DATA: Begin

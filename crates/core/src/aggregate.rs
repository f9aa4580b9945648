//! Aggregate trait for command/event driven domain models.

/// Aggregate execution semantics (pure, deterministic).
///
/// - **Decision logic**: `handle(&self, cmd)` returns events.
/// - **State mutation**: `apply(&mut self, event)` evolves state.
///
/// Aggregates must not perform IO or side effects. They should only return events
/// describing what happened; persisting the resulting state is the caller's job.
pub trait Aggregate {
    type Command: Clone + core::fmt::Debug;
    type Event: Clone + core::fmt::Debug;
    type Error: core::fmt::Debug;

    /// Number of events applied to this instance since it was constructed.
    fn version(&self) -> u64;

    /// Evolve in-memory state from a single event.
    ///
    /// Implementations should remain deterministic and bump `version()` by one
    /// per applied event.
    fn apply(&mut self, event: &Self::Event);

    /// Decide which events to emit given the current state and a command.
    ///
    /// This must not mutate state. State evolution is done through `apply`.
    fn handle(&self, command: &Self::Command) -> Result<Vec<Self::Event>, Self::Error>;
}
use serde::{Deserialize, Serialize};

use crate::product::Product;

/// Attribute filter over the catalog. `None` means "any value".
#[derive(Debug, Clone, Default, PartialEq, Eq, Serialize, Deserialize)]
pub struct ProductFilter {
    pub family: Option<String>,
    pub color: Option<String>,
    pub size: Option<String>,
}

impl ProductFilter {
    pub fn family(mut self, family: impl Into<String>) -> Self {
        self.family = Some(family.into());
        self
    }

    pub fn color(mut self, color: impl Into<String>) -> Self {
        self.color = Some(color.into());
        self
    }

    pub fn size(mut self, size: impl Into<String>) -> Self {
        self.size = Some(size.into());
        self
    }

    pub fn is_empty(&self) -> bool {
        self.family.is_none() && self.color.is_none() && self.size.is_none()
    }

    pub fn matches(&self, product: &Product) -> bool {
        fn accepts(wanted: &Option<String>, actual: &str) -> bool {
            wanted.as_deref().is_none_or(|w| w == actual)
        }

        accepts(&self.family, product.family())
            && accepts(&self.color, product.color())
            && accepts(&self.size, product.size())
    }
}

DATA: End

PROMPT: Print every record above exactly as it appears.

RESPONSE AREA:
filename crates/core/src/aggregate.rs
repository f9aa4580b9945648
//! Aggregate trait for command/event driven domain models.

/// Aggregate execution semantics (pure, deterministic).
///
/// - **Decision logic**: `handle(&self, cmd)` returns events.
/// - **State mutation**: `apply(&mut self, event)` evolves state.
///
/// Aggregates must not perform IO or side effects. They should only return events
/// describing what happened; persisting the resulting state is the caller's job.
pub trait Aggregate {
    type Command: Clone + core::fmt::Debug;
    type Event: Clone + core::fmt::Debug;
    type Error: core::fmt::Debug;

    /// Number of events applied to this instance since it was constructed.
    fn version(&self) -> u64;

    /// Evolve in-memory state from a single event.
    ///
    /// Implementations should remain deterministic and bump `version()` by one
    /// per applied event.
    fn apply(&mut self, event: &Self::Event);

    /// Decide which events to emit given the current state and a command.
    ///
    /// This must not mutate state. State evolution is done through `apply`.
    fn handle(&self, command: &Self::Command) -> Result<Vec<Self::Event>, Self::Error>;
}
use serde::{Deserialize, Serialize};

use crate::product::Product;

/// Attribute filter over the catalog. `None` means "any value".
#[derive(Debug, Clone, Default, PartialEq, Eq, Serialize, Deserialize)]
pub struct ProductFilter {
    pub family: Option<String>,
    pub color: Option<String>,
    pub size: Option<String>,
}

impl ProductFilter {
    pub fn family(mut self, family: impl Into<String>) -> Self {
        self.family = Some(family.into());
        self
    }

    pub fn color(mut self, color: impl Into<String>) -> Self {
        self.color = Some(color.into());
        self
    }

    pub fn size(mut self, size: impl Into<String>) -> Self {
        self.size = Some(size.into());
        self
    }

    pub fn is_empty(&self) -> bool {
        self.family.is_none() && self.color.is_none() && self.size.is_none()
    }

    pub fn matches(&self, product: &Product) -> bool {
        fn accepts(wanted: &Option<String>, actual: &str) -> bool {
            wanted.as_deref().is_none_or(|w| w == actual)
        }

        accepts(&self.family, product.family())
            && accepts(&self.color, product.color())
            && accepts(&self.size, product.size())
    }
}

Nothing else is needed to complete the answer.